Archives for posts with tag: love

“Care of the Caregiver… YOU!” ~Shane B. Kulman

I remember the first time I heard this. How clear and “right” it sounded.  As the phrase unfolded in my head, I realized that I was a caregiver, and that working in a classroom 5 days a week, 8-3:30 and then coming home to eat a slice of pizza and collapse was not going to work for me anymore. That was NOT caring about the caregiver, and I was caregiving for 25 students and a wacky assistant that year.  No more…

I’ve graduated and will occasionally take a several week or month vacation during the school year, is this extreme caregiving for myself?  I think, no.  Some say extreme, I bet some say spoiled…  I now understand the importance of bookends. When I set out to work, I am aware that before and after I must include time where I do something for myself.  It may be a simple cup of tea, or a massage/spa visit.

I believe everyone is a caregiver in some aspect. Parents, Grandparents, Aunties and Uncles, babysitters, teachers, therapists, Nurses, Doctors, dog owners… you get the idea.

The parents I work with that have children with special needs, are constantly caregiving.

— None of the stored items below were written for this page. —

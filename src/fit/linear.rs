//! Linear fits of `y` against a scalar abscissa.
//!
//! Given samples `(x_i, y_i)` every method builds one dense system. The
//! interpolants solve it with [`crate::math::solve_square`]:
//!
//! - polynomial interpolation: `n×n` Vandermonde, `V c = y`
//! - Gaussian-basis interpolation: `(n+1)×(n+1)` kernel system with a bias
//!   column and one extra row pinning the midpoint of the last two samples
//! - least squares: minimize `|V c - y|²` with `V` of shape `n×(order+1)`
//! - ridge regression: minimize `|V c - y|² + λ|c|²`, the solution of
//!   `(VᵀV + λI) c = Vᵀy`
//!
//! The approximations hand `V` itself to [`crate::math::solve_least_squares`];
//! the normal equations are never formed.
//!
//! Nothing is cached: a model is recomputed from scratch whenever points or
//! parameters change.

use nalgebra::{DMatrix, DVector};

use crate::domain::{FitMethod, MAX_ORDER, MIN_ORDER};
use crate::error::FitError;
use crate::math::{solve_least_squares, solve_square};
use crate::models::{Basis, FitModel, fill_design_row};

/// Fewest samples any method accepts.
pub const MIN_POINTS: usize = 2;

/// Fit `ys` against `xs` with the given method.
pub fn fit(method: &FitMethod, xs: &[f64], ys: &[f64]) -> Result<FitModel, FitError> {
    match *method {
        FitMethod::Interpolation => interpolate_polynomial(xs, ys),
        FitMethod::Gauss { sigma } => interpolate_gauss(xs, ys, sigma),
        FitMethod::LeastSquares { order } => approximate_least_squares(xs, ys, order),
        FitMethod::Ridge { order, lambda } => approximate_ridge(xs, ys, order, lambda),
    }
}

/// Polynomial of degree `n - 1` through all `n` samples.
///
/// Requires distinct abscissae.
pub fn interpolate_polynomial(xs: &[f64], ys: &[f64]) -> Result<FitModel, FitError> {
    check_samples(xs, ys)?;
    let n = xs.len();
    let v = design_matrix(&Basis::Power, xs, n);
    let y = DVector::from_column_slice(ys);
    let c = solve_square(&v, &y, "polynomial interpolation")?;
    log::debug!("polynomial interpolation: {n} points");
    Ok(FitModel::new(Basis::Power, c.iter().copied().collect()))
}

/// Bias plus one Gaussian bump per sample.
///
/// Rows `0..n` interpolate the samples. Row `n` additionally asks the model
/// to pass through the average of the last two samples at the midpoint of
/// their abscissae, which closes the `n + 1` unknowns.
pub fn interpolate_gauss(xs: &[f64], ys: &[f64], sigma: f64) -> Result<FitModel, FitError> {
    check_samples(xs, ys)?;
    check_sigma(sigma)?;
    let n = xs.len();
    let basis = Basis::Gauss {
        centers: xs.to_vec(),
        sigma,
    };

    let mut a = DMatrix::<f64>::zeros(n + 1, n + 1);
    let mut b = DVector::<f64>::zeros(n + 1);
    let mut row = vec![0.0; n + 1];
    for i in 0..n {
        fill_design_row(&basis, xs[i], &mut row);
        a.row_mut(i).copy_from_slice(&row);
        b[i] = ys[i];
    }
    let x_mid = (xs[n - 1] + xs[n - 2]) / 2.0;
    fill_design_row(&basis, x_mid, &mut row);
    a.row_mut(n).copy_from_slice(&row);
    b[n] = (ys[n - 1] + ys[n - 2]) / 2.0;

    let c = solve_square(&a, &b, "Gaussian-basis interpolation")?;
    log::debug!("Gaussian-basis interpolation: {n} centers, sigma = {sigma}");
    Ok(FitModel::new(basis, c.iter().copied().collect()))
}

/// Least-squares polynomial of the given order.
pub fn approximate_least_squares(
    xs: &[f64],
    ys: &[f64],
    order: usize,
) -> Result<FitModel, FitError> {
    approximate(xs, ys, order, 0.0, "least squares")
}

/// Ridge-regression polynomial of the given order.
///
/// `lambda = 0` is plain least squares.
pub fn approximate_ridge(
    xs: &[f64],
    ys: &[f64],
    order: usize,
    lambda: f64,
) -> Result<FitModel, FitError> {
    let lambda = clamp_lambda(lambda)?;
    approximate(xs, ys, order, lambda, "ridge regression")
}

/// Clamp a polynomial order into `[MIN_ORDER, MAX_ORDER]`.
pub fn clamp_order(order: usize) -> usize {
    let clamped = order.clamp(MIN_ORDER, MAX_ORDER);
    if clamped != order {
        log::warn!("order {order} outside [{MIN_ORDER}, {MAX_ORDER}], using {clamped}");
    }
    clamped
}

/// Clamp a ridge penalty to `[0, ∞)`. Non-finite values are rejected.
pub fn clamp_lambda(lambda: f64) -> Result<f64, FitError> {
    if !lambda.is_finite() {
        return Err(FitError::invalid("lambda", format!("must be finite, got {lambda}")));
    }
    if lambda < 0.0 {
        log::warn!("lambda {lambda} is negative, using 0");
        return Ok(0.0);
    }
    Ok(lambda)
}

fn check_sigma(sigma: f64) -> Result<(), FitError> {
    if sigma.is_finite() && sigma > 0.0 {
        Ok(())
    } else {
        Err(FitError::invalid("sigma", format!("must be finite and > 0, got {sigma}")))
    }
}

fn approximate(
    xs: &[f64],
    ys: &[f64],
    order: usize,
    lambda: f64,
    context: &'static str,
) -> Result<FitModel, FitError> {
    check_samples(xs, ys)?;
    let order = clamp_order(order);
    let v = design_matrix(&Basis::Power, xs, order + 1);
    let y = DVector::from_column_slice(ys);
    let c = solve_least_squares(&v, &y, lambda, context)?;
    log::debug!("{context}: {} points, order {order}, lambda {lambda}", xs.len());
    Ok(FitModel::new(Basis::Power, c.iter().copied().collect()))
}

fn design_matrix(basis: &Basis, xs: &[f64], cols: usize) -> DMatrix<f64> {
    let mut m = DMatrix::<f64>::zeros(xs.len(), cols);
    let mut row = vec![0.0; cols];
    for (i, &x) in xs.iter().enumerate() {
        fill_design_row(basis, x, &mut row);
        m.row_mut(i).copy_from_slice(&row);
    }
    m
}

fn check_samples(xs: &[f64], ys: &[f64]) -> Result<(), FitError> {
    if xs.len() != ys.len() {
        return Err(FitError::ShapeMismatch {
            expected: xs.len(),
            actual: ys.len(),
        });
    }
    if xs.len() < MIN_POINTS {
        return Err(FitError::InsufficientPoints {
            required: MIN_POINTS,
            actual: xs.len(),
        });
    }
    if xs.iter().chain(ys).any(|v| !v.is_finite()) {
        return Err(FitError::invalid("samples", "coordinates must be finite"));
    }
    Ok(())
}

#[cfg(test)]
mod tests {
    use super::*;
    use crate::data::{SampleSpec, generate_sample};
    use approx::assert_abs_diff_eq;

    #[test]
    fn interpolation_reproduces_three_points() {
        let xs = [0.0, 1.0, 2.0];
        let ys = [0.0, 1.0, 0.0];
        let model = interpolate_polynomial(&xs, &ys).unwrap();
        assert_eq!(model.coefficients().len(), 3);
        for (x, y) in xs.iter().zip(ys) {
            assert_abs_diff_eq!(model.predict(*x), y, epsilon = 1e-10);
        }
        // y = 2x - x²
        assert_abs_diff_eq!(model.coefficients()[0], 0.0, epsilon = 1e-10);
        assert_abs_diff_eq!(model.coefficients()[1], 2.0, epsilon = 1e-10);
        assert_abs_diff_eq!(model.coefficients()[2], -1.0, epsilon = 1e-10);
    }

    #[test]
    fn interpolation_handles_pixel_scale_abscissae() {
        let xs = [120.0, 260.0, 330.0, 470.0, 555.0];
        let ys = [300.0, 260.0, 180.0, 200.0, 310.0];
        let model = interpolate_polynomial(&xs, &ys).unwrap();
        for (x, y) in xs.iter().zip(ys) {
            assert_abs_diff_eq!(model.predict(*x), y, epsilon = 1e-4);
        }
    }

    #[test]
    fn duplicate_abscissae_are_singular() {
        let xs = [0.0, 1.0, 1.0];
        let ys = [0.0, 1.0, 2.0];
        assert!(matches!(
            interpolate_polynomial(&xs, &ys),
            Err(FitError::SingularSystem { .. })
        ));
    }

    #[test]
    fn gauss_interpolates_and_pins_midpoint() {
        let xs = [0.0, 0.3, 0.55, 1.0];
        let ys = [1.0, -1.0, 2.0, 0.5];
        let model = interpolate_gauss(&xs, &ys, 0.2).unwrap();
        assert_eq!(model.coefficients().len(), xs.len() + 1);
        for (x, y) in xs.iter().zip(ys) {
            assert_abs_diff_eq!(model.predict(*x), y, epsilon = 1e-8);
        }
        assert_abs_diff_eq!(model.predict(0.775), 1.25, epsilon = 1e-8);
    }

    #[test]
    fn gauss_rejects_bad_sigma() {
        let xs = [0.0, 1.0];
        let ys = [0.0, 1.0];
        for sigma in [0.0, -1.0, f64::NAN] {
            assert!(matches!(
                interpolate_gauss(&xs, &ys, sigma),
                Err(FitError::InvalidParameter { parameter: "sigma", .. })
            ));
        }
    }

    #[test]
    fn least_squares_line_through_noisy_points() {
        let xs = [0.0, 1.0, 2.0, 3.0];
        let ys = [0.1, 0.9, 2.1, 2.9];
        let model = approximate_least_squares(&xs, &ys, 1).unwrap();
        assert_abs_diff_eq!(model.coefficients()[1], 0.96, epsilon = 1e-10);
        assert_abs_diff_eq!(model.coefficients()[0], 0.06, epsilon = 1e-10);
    }

    #[test]
    fn least_squares_full_order_interpolates() {
        let xs = [0.0, 1.0, 2.0, 3.0];
        let ys = [1.0, 3.0, 2.0, 5.0];
        let ls = approximate_least_squares(&xs, &ys, 3).unwrap();
        let ip = interpolate_polynomial(&xs, &ys).unwrap();
        for (a, b) in ls.coefficients().iter().zip(ip.coefficients()) {
            assert_abs_diff_eq!(*a, *b, epsilon = 1e-8);
        }
    }

    #[test]
    fn ridge_with_zero_lambda_is_least_squares() {
        let xs = [0.0, 0.2, 0.45, 0.7, 1.0];
        let ys = [0.0, 0.5, 0.2, 0.9, 1.0];
        let ls = approximate_least_squares(&xs, &ys, 2).unwrap();
        let ridge = approximate_ridge(&xs, &ys, 2, 0.0).unwrap();
        for (a, b) in ls.coefficients().iter().zip(ridge.coefficients()) {
            assert_abs_diff_eq!(*a, *b, epsilon = 1e-12);
        }
    }

    #[test]
    fn too_few_points_for_order_is_singular() {
        let xs = [0.0, 1.0, 2.0];
        let ys = [0.0, 1.0, 4.0];
        assert!(matches!(
            approximate_least_squares(&xs, &ys, 5),
            Err(FitError::SingularSystem { .. })
        ));
        // A positive penalty makes the same problem well posed.
        assert!(approximate_ridge(&xs, &ys, 5, 0.5).is_ok());
    }

    fn residual(model: &FitModel, xs: &[f64], ys: &[f64]) -> f64 {
        xs.iter()
            .zip(ys)
            .map(|(x, y)| (model.predict(*x) - y).powi(2))
            .sum()
    }

    fn sample_axes(count: usize) -> (Vec<f64>, Vec<f64>) {
        let spec = SampleSpec {
            count,
            seed: 1,
            noise: 5.0,
        };
        generate_sample(&spec)
            .unwrap()
            .iter()
            .map(|p| (p.x as f64, p.y as f64))
            .unzip()
    }

    #[test]
    fn least_squares_on_pixel_scale_sample() {
        let (xs, ys) = sample_axes(30);
        let mut last = f64::INFINITY;
        for order in 4..=8 {
            let model = approximate_least_squares(&xs, &ys, order).unwrap();
            let r = residual(&model, &xs, &ys);
            assert!(r.is_finite(), "order {order}");
            // Nested models: a higher order never fits worse.
            assert!(r <= last * (1.0 + 1e-6), "order {order}: {r} > {last}");
            last = r;
        }
    }

    #[test]
    fn ridge_on_pixel_scale_sample() {
        let (xs, ys) = sample_axes(30);
        let model = approximate_ridge(&xs, &ys, 5, 0.5).unwrap();
        assert!(residual(&model, &xs, &ys).is_finite());
    }

    #[test]
    fn ridge_accepts_order_above_point_count() {
        let (xs, ys) = sample_axes(5);
        let model = approximate_ridge(&xs, &ys, 8, 0.5).unwrap();
        assert_eq!(model.coefficients().len(), 9);
        assert!(residual(&model, &xs, &ys).is_finite());
    }

    #[test]
    fn high_order_least_squares_on_unit_interval() {
        let xs: Vec<f64> = (0..40).map(|i| i as f64 / 39.0).collect();
        let ys: Vec<f64> = xs.iter().map(|x| (6.0 * x).sin() + 0.3 * x).collect();
        let model = approximate_least_squares(&xs, &ys, 12).unwrap();
        assert!(residual(&model, &xs, &ys) < 1e-6);
    }

    #[test]
    fn order_and_lambda_are_clamped() {
        assert_eq!(clamp_order(0), MIN_ORDER);
        assert_eq!(clamp_order(80), MAX_ORDER);
        assert_eq!(clamp_order(7), 7);
        assert_eq!(clamp_lambda(-2.0).unwrap(), 0.0);
        assert!(clamp_lambda(f64::INFINITY).is_err());
    }

    #[test]
    fn single_point_is_rejected() {
        assert_eq!(
            interpolate_polynomial(&[1.0], &[2.0]),
            Err(FitError::InsufficientPoints { required: 2, actual: 1 })
        );
    }

    #[test]
    fn refitting_is_deterministic() {
        let xs = [0.0, 0.25, 0.5, 0.75, 1.0];
        let ys = [0.0, 1.0, 0.0, -1.0, 0.0];
        let method = FitMethod::Ridge { order: 3, lambda: 0.1 };
        assert_eq!(fit(&method, &xs, &ys).unwrap(), fit(&method, &xs, &ys).unwrap());
    }
}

There have been very few who make the time to withdraw from caring about others and take care of their Self.  So many parents pick food from their children’s plates, or eat standing up, don’t get dressed or spend every last penny on their child. After a while the caregiving well, goes dry. Parents often feel drained, wasted of energy and limited in   options. When I suggest a yoga class, a writing class, or to join in to any group activity that does not revolve around parenting, they look at me like I’m a dreamer, like I’m out of touch with reality, and then I see the guilt forming, “WHAT!?!? spend time on myself?!!?!? When my child is so far behind?”  I even suggested to a Mom to go out to dinner with Dad with a dress on, and I would stay with the children, she laughed at me and said we talk and eat when the kids go to school. Hmmmm, is this the same as wearing a dress at a restaurant?  I think not.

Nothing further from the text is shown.